WHAT YOU SHOULD DO: All of the data must be output without alteration.

DATA:
·····
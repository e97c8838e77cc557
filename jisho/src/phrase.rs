//! Types of the word search API.
//!
//! Only the fields that are useful for presenting a result are decoded; everything else in the
//! response is ignored.
use serde::{Deserialize, Serialize};

/// Response of the word search endpoint.
#[derive(Debug, Clone, Deserialize, Serialize)]
pub struct PhraseSearchResponse {
    /// Response metadata.
    pub meta: Meta,
    /// Matching entries, best match first.
    #[serde(default)]
    pub data: Vec<PhraseEntry>,
}

/// Response metadata.
#[derive(Debug, Clone, Copy, Deserialize, Serialize)]
pub struct Meta {
    /// HTTP-like status code reported by the API.
    pub status: u16,
}

/// A single dictionary entry matching the phrase.
#[derive(Debug, Clone, Default, Deserialize, Serialize)]
#[serde(default)]
pub struct PhraseEntry {
    /// Identifier of the entry, usually the word itself.
    pub slug: String,
    /// Whether the word is considered common.
    pub is_common: Option<bool>,
    /// Source tags, e.g. `wanikani6`.
    pub tags: Vec<String>,
    /// JLPT levels, e.g. `jlpt-n5`.
    pub jlpt: Vec<String>,
    /// Written forms and their readings.
    pub japanese: Vec<JapaneseForm>,
    /// Senses, in order of relevance.
    pub senses: Vec<Sense>,
}

/// A written form of a word.
///
/// Kana-only words have no `word`.
#[derive(Debug, Clone, Default, Deserialize, Serialize)]
#[serde(default)]
pub struct JapaneseForm {
    /// Form written with kanji.
    pub word: Option<String>,
    /// Kana reading.
    pub reading: Option<String>,
}

/// One meaning of a word.
#[derive(Debug, Clone, Default, Deserialize, Serialize)]
#[serde(default)]
pub struct Sense {
    /// English glosses.
    pub english_definitions: Vec<String>,
    /// Parts of speech, e.g. `Noun`.
    pub parts_of_speech: Vec<String>,
    /// Usage tags, e.g. `Usually written using kana alone`.
    pub tags: Vec<String>,
    /// Free-form notes.
    pub info: Vec<String>,
}

impl PhraseEntry {
    /// Returns the primary written form, falling back to the reading and then to the slug.
    #[must_use]
    pub fn headword(&self) -> &str {
        self.japanese
            .first()
            .and_then(|form| form.word.as_deref().or(form.reading.as_deref()))
            .unwrap_or(self.slug.as_str())
    }
}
·····
YOUR RESPONSE:
repository e97c8838e77cc557
filename jisho/src/phrase.rs
//! Types of the word search API.
//!
//! Only the fields that are useful for presenting a result are decoded; everything else in the
//! response is ignored.
use serde::{Deserialize, Serialize};

/// Response of the word search endpoint.
#[derive(Debug, Clone, Deserialize, Serialize)]
pub struct PhraseSearchResponse {
    /// Response metadata.
    pub meta: Meta,
    /// Matching entries, best match first.
    #[serde(default)]
    pub data: Vec<PhraseEntry>,
}

/// Response metadata.
#[derive(Debug, Clone, Copy, Deserialize, Serialize)]
pub struct Meta {
    /// HTTP-like status code reported by the API.
    pub status: u16,
}

/// A single dictionary entry matching the phrase.
#[derive(Debug, Clone, Default, Deserialize, Serialize)]
#[serde(default)]
pub struct PhraseEntry {
    /// Identifier of the entry, usually the word itself.
    pub slug: String,
    /// Whether the word is considered common.
    pub is_common: Option<bool>,
    /// Source tags, e.g. `wanikani6`.
    pub tags: Vec<String>,
    /// JLPT levels, e.g. `jlpt-n5`.
    pub jlpt: Vec<String>,
    /// Written forms and their readings.
    pub japanese: Vec<JapaneseForm>,
    /// Senses, in order of relevance.
    pub senses: Vec<Sense>,
}

/// A written form of a word.
///
/// Kana-only words have no `word`.
#[derive(Debug, Clone, Default, Deserialize, Serialize)]
#[serde(default)]
pub struct JapaneseForm {
    /// Form written with kanji.
    pub word: Option<String>,
    /// Kana reading.
    pub reading: Option<String>,
}

/// One meaning of a word.
#[derive(Debug, Clone, Default, Deserialize, Serialize)]
#[serde(default)]
pub struct Sense {
    /// English glosses.
    pub english_definitions: Vec<String>,
    /// Parts of speech, e.g. `Noun`.
    pub parts_of_speech: Vec<String>,
    /// Usage tags, e.g. `Usually written using kana alone`.
    pub tags: Vec<String>,
    /// Free-form notes.
    pub info: Vec<String>,
}

impl PhraseEntry {
    /// Returns the primary written form, falling back to the reading and then to the slug.
    #[must_use]
    pub fn headword(&self) -> &str {
        self.japanese
            .first()
            .and_then(|form| form.word.as_deref().or(form.reading.as_deref()))
            .unwrap_or(self.slug.as_str())
    }
}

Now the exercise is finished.